■ **WHAT YOU SHOULD DO**
Please retype, unchanged, each line from the top of the material below through the line where "fn advance(&mut self)" appears.

■ **RECORDS TO USE**
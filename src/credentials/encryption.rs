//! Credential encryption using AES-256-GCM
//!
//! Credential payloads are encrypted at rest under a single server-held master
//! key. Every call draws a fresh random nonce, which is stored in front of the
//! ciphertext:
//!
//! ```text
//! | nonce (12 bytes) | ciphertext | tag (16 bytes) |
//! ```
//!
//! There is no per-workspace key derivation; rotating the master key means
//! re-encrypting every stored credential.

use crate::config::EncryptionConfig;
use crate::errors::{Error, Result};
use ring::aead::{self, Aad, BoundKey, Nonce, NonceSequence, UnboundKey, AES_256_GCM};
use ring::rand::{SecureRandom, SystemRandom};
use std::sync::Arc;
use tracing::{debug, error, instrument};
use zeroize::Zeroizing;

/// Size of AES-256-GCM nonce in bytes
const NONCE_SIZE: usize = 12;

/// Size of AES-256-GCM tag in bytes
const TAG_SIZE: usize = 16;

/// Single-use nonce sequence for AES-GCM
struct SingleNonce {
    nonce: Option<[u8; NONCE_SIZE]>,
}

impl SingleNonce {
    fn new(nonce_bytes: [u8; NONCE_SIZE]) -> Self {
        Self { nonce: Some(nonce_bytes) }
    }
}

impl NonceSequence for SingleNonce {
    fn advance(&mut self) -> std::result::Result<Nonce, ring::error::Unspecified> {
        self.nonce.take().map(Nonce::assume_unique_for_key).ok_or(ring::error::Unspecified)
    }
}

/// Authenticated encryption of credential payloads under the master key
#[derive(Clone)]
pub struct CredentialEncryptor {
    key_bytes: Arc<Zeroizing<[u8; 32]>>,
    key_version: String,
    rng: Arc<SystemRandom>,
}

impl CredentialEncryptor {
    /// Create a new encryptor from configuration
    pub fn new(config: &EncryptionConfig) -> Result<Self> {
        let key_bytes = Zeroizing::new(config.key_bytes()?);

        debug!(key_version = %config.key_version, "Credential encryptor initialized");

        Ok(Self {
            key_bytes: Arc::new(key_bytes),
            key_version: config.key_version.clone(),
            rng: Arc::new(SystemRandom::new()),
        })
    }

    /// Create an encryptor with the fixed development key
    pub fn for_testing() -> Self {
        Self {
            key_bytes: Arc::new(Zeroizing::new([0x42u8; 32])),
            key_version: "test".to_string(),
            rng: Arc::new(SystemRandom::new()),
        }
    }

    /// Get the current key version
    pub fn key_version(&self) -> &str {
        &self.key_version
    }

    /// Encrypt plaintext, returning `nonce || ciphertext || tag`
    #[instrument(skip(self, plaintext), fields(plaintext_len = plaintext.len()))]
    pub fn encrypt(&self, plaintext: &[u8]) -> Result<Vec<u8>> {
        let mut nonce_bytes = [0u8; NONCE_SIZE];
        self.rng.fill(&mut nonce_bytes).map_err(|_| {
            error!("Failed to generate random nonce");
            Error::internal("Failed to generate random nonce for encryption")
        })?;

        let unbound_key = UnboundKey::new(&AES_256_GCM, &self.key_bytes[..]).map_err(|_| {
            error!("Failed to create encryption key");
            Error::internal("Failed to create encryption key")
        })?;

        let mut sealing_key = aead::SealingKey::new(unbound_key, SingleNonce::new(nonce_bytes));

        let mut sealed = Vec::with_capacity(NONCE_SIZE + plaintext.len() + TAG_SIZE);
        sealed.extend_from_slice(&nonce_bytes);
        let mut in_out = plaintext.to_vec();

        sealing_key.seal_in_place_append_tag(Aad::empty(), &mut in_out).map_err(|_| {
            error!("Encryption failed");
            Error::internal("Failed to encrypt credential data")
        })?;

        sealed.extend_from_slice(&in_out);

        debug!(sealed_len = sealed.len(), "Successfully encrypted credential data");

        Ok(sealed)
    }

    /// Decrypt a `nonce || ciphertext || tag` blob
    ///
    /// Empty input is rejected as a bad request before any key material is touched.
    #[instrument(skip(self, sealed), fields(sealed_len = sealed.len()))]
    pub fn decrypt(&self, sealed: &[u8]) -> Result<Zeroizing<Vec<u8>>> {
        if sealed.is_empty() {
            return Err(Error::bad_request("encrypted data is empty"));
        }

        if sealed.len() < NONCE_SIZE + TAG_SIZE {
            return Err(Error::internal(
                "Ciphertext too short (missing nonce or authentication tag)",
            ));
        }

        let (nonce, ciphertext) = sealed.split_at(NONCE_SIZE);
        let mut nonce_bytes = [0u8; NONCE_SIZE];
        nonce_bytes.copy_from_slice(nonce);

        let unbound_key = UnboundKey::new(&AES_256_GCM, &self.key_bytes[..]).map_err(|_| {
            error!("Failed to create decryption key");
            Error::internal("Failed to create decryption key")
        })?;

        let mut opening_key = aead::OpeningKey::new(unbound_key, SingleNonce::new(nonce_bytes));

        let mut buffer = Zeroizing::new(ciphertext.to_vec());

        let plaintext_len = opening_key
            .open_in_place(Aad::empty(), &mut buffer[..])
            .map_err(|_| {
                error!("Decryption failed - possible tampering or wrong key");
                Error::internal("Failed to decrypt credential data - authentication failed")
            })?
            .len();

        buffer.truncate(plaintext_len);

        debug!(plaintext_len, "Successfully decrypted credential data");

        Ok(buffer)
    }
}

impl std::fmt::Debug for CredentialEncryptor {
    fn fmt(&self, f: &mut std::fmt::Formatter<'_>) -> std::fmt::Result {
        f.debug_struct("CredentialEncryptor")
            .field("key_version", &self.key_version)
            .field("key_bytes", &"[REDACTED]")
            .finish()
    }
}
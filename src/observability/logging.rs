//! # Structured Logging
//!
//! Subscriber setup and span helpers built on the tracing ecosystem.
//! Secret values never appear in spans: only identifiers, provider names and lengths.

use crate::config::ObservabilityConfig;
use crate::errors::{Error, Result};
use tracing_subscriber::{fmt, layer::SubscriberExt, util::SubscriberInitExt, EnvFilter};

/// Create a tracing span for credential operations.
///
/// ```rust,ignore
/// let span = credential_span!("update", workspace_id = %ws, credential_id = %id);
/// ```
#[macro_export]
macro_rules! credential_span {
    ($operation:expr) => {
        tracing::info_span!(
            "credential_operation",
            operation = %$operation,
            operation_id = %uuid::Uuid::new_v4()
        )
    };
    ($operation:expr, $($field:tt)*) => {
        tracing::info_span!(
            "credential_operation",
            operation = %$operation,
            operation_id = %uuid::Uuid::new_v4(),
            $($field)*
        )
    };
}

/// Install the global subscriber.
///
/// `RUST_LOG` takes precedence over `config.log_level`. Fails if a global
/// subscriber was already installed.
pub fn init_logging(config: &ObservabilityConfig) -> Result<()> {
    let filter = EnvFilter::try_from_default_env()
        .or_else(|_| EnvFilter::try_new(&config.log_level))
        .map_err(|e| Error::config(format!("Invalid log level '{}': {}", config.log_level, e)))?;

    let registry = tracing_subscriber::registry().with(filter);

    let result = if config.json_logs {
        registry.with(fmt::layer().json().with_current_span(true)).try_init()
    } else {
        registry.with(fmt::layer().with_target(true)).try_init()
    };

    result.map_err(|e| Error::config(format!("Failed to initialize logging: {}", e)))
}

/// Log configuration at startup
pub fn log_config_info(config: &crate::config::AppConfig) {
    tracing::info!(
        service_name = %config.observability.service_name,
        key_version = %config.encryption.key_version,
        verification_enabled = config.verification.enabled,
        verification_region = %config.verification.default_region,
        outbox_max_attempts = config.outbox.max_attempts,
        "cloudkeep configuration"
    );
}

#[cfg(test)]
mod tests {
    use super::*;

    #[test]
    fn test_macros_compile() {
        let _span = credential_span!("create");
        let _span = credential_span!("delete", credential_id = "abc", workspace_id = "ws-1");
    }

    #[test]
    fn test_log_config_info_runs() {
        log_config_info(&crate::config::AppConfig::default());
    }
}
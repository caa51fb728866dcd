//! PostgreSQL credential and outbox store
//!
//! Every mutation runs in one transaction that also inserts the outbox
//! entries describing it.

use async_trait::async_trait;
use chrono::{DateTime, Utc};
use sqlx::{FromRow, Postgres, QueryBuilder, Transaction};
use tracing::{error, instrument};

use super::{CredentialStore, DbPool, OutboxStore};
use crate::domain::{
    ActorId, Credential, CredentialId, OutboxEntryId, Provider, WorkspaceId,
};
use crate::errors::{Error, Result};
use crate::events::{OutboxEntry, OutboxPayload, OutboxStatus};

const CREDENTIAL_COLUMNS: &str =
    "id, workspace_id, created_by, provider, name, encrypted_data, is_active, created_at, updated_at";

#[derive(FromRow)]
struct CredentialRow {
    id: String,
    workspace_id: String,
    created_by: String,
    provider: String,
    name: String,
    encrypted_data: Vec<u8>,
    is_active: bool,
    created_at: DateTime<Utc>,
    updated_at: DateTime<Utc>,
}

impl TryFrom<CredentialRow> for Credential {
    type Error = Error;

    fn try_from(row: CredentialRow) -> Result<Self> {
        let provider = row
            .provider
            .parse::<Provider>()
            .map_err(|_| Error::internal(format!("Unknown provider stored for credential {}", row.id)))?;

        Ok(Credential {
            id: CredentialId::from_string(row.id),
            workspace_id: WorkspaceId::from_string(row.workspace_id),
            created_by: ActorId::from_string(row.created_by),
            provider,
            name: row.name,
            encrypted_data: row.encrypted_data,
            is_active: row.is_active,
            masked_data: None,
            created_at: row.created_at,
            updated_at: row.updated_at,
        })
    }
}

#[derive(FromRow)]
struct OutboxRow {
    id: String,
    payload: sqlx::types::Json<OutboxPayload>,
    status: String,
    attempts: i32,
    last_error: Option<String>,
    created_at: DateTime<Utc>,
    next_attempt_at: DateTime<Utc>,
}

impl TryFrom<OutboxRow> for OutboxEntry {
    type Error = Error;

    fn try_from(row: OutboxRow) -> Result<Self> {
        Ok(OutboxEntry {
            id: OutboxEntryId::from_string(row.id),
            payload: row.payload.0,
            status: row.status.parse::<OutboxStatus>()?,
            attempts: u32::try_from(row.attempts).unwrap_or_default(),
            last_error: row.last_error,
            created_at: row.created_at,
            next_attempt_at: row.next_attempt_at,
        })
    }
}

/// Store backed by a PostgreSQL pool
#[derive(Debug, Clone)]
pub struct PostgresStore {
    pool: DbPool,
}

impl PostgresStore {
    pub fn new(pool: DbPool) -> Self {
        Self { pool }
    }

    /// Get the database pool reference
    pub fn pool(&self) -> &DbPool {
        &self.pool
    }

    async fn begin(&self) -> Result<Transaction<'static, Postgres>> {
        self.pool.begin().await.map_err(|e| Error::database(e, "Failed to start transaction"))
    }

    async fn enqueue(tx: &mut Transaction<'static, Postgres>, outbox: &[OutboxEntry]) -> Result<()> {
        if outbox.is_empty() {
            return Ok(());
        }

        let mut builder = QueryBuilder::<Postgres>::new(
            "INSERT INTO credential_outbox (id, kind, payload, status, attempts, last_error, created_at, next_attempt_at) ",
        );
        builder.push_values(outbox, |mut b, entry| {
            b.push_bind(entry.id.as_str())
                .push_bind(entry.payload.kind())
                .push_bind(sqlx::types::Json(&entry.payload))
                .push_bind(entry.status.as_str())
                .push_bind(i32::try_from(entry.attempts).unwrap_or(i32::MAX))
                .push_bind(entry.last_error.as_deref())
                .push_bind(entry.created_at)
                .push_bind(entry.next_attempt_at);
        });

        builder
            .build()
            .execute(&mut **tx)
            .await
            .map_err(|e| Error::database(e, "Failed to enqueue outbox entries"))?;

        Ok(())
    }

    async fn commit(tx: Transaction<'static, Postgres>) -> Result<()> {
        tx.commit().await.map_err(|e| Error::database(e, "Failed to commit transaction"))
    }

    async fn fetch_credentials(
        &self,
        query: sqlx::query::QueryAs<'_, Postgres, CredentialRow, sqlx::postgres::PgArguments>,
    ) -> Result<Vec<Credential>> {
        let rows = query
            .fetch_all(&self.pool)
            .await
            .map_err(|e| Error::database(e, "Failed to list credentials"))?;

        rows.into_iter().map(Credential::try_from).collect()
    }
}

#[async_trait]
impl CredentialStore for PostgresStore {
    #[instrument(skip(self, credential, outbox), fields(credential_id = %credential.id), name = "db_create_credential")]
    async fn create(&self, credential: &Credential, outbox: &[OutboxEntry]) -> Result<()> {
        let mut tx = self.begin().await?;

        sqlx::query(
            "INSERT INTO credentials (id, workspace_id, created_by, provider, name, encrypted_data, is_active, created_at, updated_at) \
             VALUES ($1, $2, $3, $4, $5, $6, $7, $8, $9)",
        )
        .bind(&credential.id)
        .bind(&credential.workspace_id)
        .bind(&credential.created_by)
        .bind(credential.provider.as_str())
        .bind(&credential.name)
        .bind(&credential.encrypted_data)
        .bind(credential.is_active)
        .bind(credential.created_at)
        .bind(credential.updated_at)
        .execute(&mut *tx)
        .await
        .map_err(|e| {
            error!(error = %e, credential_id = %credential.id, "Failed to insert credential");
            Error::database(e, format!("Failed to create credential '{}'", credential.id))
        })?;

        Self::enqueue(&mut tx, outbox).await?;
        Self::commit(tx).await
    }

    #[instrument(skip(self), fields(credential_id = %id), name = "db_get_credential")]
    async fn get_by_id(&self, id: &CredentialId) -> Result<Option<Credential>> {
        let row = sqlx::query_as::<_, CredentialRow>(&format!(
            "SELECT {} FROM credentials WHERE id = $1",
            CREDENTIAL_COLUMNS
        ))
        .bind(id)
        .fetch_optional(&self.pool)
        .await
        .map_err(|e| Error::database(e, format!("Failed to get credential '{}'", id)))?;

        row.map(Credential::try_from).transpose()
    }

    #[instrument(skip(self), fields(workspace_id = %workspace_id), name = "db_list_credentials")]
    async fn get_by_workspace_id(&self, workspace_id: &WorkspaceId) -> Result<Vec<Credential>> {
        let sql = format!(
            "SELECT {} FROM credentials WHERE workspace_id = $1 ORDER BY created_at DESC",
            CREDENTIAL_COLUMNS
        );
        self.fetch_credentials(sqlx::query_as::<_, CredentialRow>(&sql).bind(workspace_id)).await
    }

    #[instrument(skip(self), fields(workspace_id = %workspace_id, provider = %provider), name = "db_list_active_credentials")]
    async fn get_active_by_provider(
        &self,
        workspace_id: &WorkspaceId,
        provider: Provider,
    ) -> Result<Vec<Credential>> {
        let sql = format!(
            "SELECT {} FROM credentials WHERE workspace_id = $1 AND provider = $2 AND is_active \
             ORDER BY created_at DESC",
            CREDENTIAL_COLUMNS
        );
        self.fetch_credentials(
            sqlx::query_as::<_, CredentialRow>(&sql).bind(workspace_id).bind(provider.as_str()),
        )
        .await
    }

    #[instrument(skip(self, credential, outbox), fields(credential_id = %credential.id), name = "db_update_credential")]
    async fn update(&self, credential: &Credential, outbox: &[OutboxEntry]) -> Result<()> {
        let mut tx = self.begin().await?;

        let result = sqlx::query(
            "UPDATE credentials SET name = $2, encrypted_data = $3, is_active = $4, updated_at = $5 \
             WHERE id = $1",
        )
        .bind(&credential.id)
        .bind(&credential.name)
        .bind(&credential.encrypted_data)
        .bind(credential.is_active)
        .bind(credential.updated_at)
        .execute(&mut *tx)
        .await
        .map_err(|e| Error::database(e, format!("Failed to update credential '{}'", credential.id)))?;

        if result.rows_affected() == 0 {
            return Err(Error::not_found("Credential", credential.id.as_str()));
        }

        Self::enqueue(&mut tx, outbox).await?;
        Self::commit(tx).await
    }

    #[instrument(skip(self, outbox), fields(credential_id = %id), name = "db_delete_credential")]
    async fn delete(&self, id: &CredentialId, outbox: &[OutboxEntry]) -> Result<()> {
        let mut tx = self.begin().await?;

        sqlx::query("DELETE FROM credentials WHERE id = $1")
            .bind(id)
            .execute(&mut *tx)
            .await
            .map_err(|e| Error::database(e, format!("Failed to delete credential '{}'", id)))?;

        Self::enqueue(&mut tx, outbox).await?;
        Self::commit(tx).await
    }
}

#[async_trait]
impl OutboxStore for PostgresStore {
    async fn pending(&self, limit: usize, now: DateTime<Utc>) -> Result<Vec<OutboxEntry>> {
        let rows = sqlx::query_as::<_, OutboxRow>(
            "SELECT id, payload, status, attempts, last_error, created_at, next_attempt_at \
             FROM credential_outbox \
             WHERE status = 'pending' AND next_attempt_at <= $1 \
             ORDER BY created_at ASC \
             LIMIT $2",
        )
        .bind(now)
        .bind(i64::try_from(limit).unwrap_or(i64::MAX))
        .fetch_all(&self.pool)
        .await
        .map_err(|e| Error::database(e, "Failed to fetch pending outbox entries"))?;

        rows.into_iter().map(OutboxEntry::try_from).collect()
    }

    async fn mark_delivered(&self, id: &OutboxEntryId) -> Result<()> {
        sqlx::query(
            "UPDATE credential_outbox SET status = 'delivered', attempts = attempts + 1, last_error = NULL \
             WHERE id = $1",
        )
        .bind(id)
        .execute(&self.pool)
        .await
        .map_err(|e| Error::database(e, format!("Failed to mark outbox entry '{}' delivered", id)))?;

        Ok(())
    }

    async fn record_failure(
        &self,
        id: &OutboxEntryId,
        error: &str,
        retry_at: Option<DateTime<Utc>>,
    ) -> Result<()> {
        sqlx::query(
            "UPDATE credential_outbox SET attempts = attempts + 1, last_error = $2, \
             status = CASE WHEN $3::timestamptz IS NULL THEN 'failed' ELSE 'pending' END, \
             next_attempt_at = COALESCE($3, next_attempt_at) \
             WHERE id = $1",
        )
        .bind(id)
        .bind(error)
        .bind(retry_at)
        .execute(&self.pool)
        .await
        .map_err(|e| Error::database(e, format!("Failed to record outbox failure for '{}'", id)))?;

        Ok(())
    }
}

■ **SOLUTION BELOW**
filename src/credentials/encryption.rs
//! Credential encryption using AES-256-GCM
//!
//! Credential payloads are encrypted at rest under a single server-held master
//! key. Every call draws a fresh random nonce, which is stored in front of the
//! ciphertext:
//!
//! ```text
//! | nonce (12 bytes) | ciphertext | tag (16 bytes) |
//! ```
//!
//! There is no per-workspace key derivation; rotating the master key means
//! re-encrypting every stored credential.

use crate::config::EncryptionConfig;
use crate::errors::{Error, Result};
use ring::aead::{self, Aad, BoundKey, Nonce, NonceSequence, UnboundKey, AES_256_GCM};
use ring::rand::{SecureRandom, SystemRandom};
use std::sync::Arc;
use tracing::{debug, error, instrument};
use zeroize::Zeroizing;

/// Size of AES-256-GCM nonce in bytes
const NONCE_SIZE: usize = 12;

/// Size of AES-256-GCM tag in bytes
const TAG_SIZE: usize = 16;

/// Single-use nonce sequence for AES-GCM
struct SingleNonce {
    nonce: Option<[u8; NONCE_SIZE]>,
}

impl SingleNonce {
    fn new(nonce_bytes: [u8; NONCE_SIZE]) -> Self {
        Self { nonce: Some(nonce_bytes) }
    }
}

impl NonceSequence for SingleNonce {
    fn advance(&mut self) -> std::result::Result<Nonce, ring::error::Unspecified> {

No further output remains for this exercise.